Partnership playbook: when to team up instead of hiring

Vice’s reboot leans on strategic partnerships and executive hires to scale faster. Endurance brands should similarly leverage partnerships where they add speed or capability.

  • Platform partnerships — co-branded series with streaming platforms can amplify reach and offset costs.
  • Production houses — use for large-scale episodic shoots or specialized capture (e.g., drone peloton coverage, multicamera race-day shoots).
  • Creators & athletes — collaborate on authentic content that scales reach while keeping production costs variable.
  • Tech partners — integrate heart-rate, power, or biometric overlays via data partnerships for deeply personalized workout experiences.

Premium content strategies that justify the investment

Studio-quality content must drive revenue. Here are high-impact formats your production team should prioritize:

  • Serialized training series — multi-week programs with narrative arcs that increase retention.
  • Masterclasses & technique clinics — premium workshops led by elite athletes and coaches.
  • Event and race coverage — owned race-day content with storytelling, sponsorship integration, and highlight reels.
  • Branded short-form funnels — high-energy hooks for paid acquisition funnels that link to long-form lessons.
  • Licensable training formats — packaged IP designed for platforms or partners to resell.

Advanced strategies for 2026 and beyond

As Vice pivots to a studio model, endurance brands should prepare for a future where production, personalization, and IP converge.
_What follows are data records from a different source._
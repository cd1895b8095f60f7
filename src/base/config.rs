//! Load configuration via `config` crate with env-override support.

use std::{ops::Deref, sync::Arc};

use serde::Deserialize;

use super::types::Res;

/// Default GitHub REST API base URL.
fn default_github_api_url() -> String {
    "https://api.github.com".to_string()
}

/// Default Discord REST API base URL.
fn default_discord_api_url() -> String {
    "https://discord.com/api/v10".to_string()
}

fn default_db_namespace() -> String {
    "ptal".to_string()
}

fn default_db_database() -> String {
    "bot".to_string()
}

/// Default address for the webhook listener.
fn default_listen_address() -> String {
    "0.0.0.0:8787".to_string()
}

/// Default number of delivery attempts per message.
fn default_delivery_max_attempts() -> u32 {
    3
}

/// Default backoff base between delivery attempts.
fn default_delivery_retry_base_ms() -> u64 {
    500
}

/// Configuration for the ptal-bot application.
#[derive(Debug, Deserialize, Clone)]
pub struct Config {
    pub inner: Arc<ConfigInner>,
}

impl Deref for Config {
    type Target = ConfigInner;

    fn deref(&self) -> &Self::Target {
        &self.inner
    }
}

#[derive(Debug, Deserialize, Clone, Default)]
pub struct ConfigInner {
    /// Shared secret used to sign GitHub webhooks (`GITHUB_WEBHOOK_SECRET`).
    pub github_webhook_secret: String,
    /// Optional GitHub token used when fetching pull requests (`GITHUB_TOKEN`).
    #[serde(default)]
    pub github_token: Option<String>,
    /// GitHub REST API base URL (`GITHUB_API_URL`).
    #[serde(default = "default_github_api_url")]
    pub github_api_url: String,
    /// Discord bot token (`DISCORD_TOKEN`).
    pub discord_token: String,
    /// Discord application ID, enables editing through interaction webhooks (`DISCORD_APPLICATION_ID`).
    #[serde(default)]
    pub discord_application_id: Option<String>,
    /// Discord REST API base URL (`DISCORD_API_URL`).
    #[serde(default = "default_discord_api_url")]
    pub discord_api_url: String,
    /// Database endpoint URL, e.g. `surrealkv://data/ptal` or `ws://localhost:8000` (`DB_ENDPOINT`).
    pub db_endpoint: String,
    /// Database root username (`DB_USERNAME`).
    #[serde(default)]
    pub db_username: Option<String>,
    /// Database root password (`DB_PASSWORD`).
    #[serde(default)]
    pub db_password: Option<String>,
    /// Database namespace (`DB_NAMESPACE`).
    #[serde(default = "default_db_namespace")]
    pub db_namespace: String,
    /// Database name (`DB_DATABASE`).
    #[serde(default = "default_db_database")]
    pub db_database: String,
    /// Address the webhook listener binds to (`LISTEN_ADDRESS`).
    #[serde(default = "default_listen_address")]
    pub listen_address: String,
    /// Total attempts per chat message update, including the first (`DELIVERY_MAX_ATTEMPTS`).
    #[serde(default = "default_delivery_max_attempts")]
    pub delivery_max_attempts: u32,
    /// Backoff base in milliseconds between delivery attempts (`DELIVERY_RETRY_BASE_MS`).
    #[serde(default = "default_delivery_retry_base_ms")]
    pub delivery_retry_base_ms: u64,
}

impl Config {
    pub fn load(explicit_path: Option<&std::path::Path>) -> Res<Self> {
        let mut cfg = config::Config::builder().add_source(config::Environment::default().prefix("PTAL_BOT"));

        if let Some(p) = explicit_path {
            cfg = cfg.add_source(config::File::from(p.to_path_buf()));
        } else if std::path::Path::new(".hidden/config.toml").exists() {
            cfg = cfg.add_source(config::File::with_name(".hidden/config.toml"));
        }

        let result = Config {
            inner: Arc::new(cfg.build()?.try_deserialize()?),
        };

        result.validate()?;

        Ok(result)
    }

    /// Checks values that deserialize fine but cannot work at runtime.
    pub fn validate(&self) -> Res<()> {
        if self.github_webhook_secret.trim().is_empty() {
            return Err(anyhow::anyhow!("GitHub webhook secret must not be empty."));
        }

        if self.db_endpoint.trim().is_empty() {
            return Err(anyhow::anyhow!("Database endpoint must not be empty."));
        }

        if self.discord_token.trim().is_empty() {
            return Err(anyhow::anyhow!("Discord token must not be empty."));
        }

        if self.delivery_max_attempts < 1 || self.delivery_max_attempts > 10 {
            return Err(anyhow::anyhow!("Delivery max attempts must be between 1 and 10."));
        }

        if self.db_username.is_some() != self.db_password.is_some() {
            return Err(anyhow::anyhow!("Database username and password must be set together."));
        }

        Ok(())
    }

    /// Whether the database lives only in this process and is lost on exit.
    pub fn is_ephemeral_db(&self) -> bool {
        self.db_endpoint.trim_start().starts_with("mem:")
    }
}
  • Personalized content at scale: Use AI to generate tailored workout edits (e.g., pace-based cuts) while keeping creative oversight human-led.
  • Interactive streaming: Live coaching with real-time metrics overlays (power, HR zones) will differentiate premium tiers.
  • Distributed studios: Micro-studios closer to major markets enable localized production and athlete access without central studio costs.
  • Content-first licensing: Design formats for licensing from day one—episodic structures, teachable moments, and repackaging rules make IP saleable.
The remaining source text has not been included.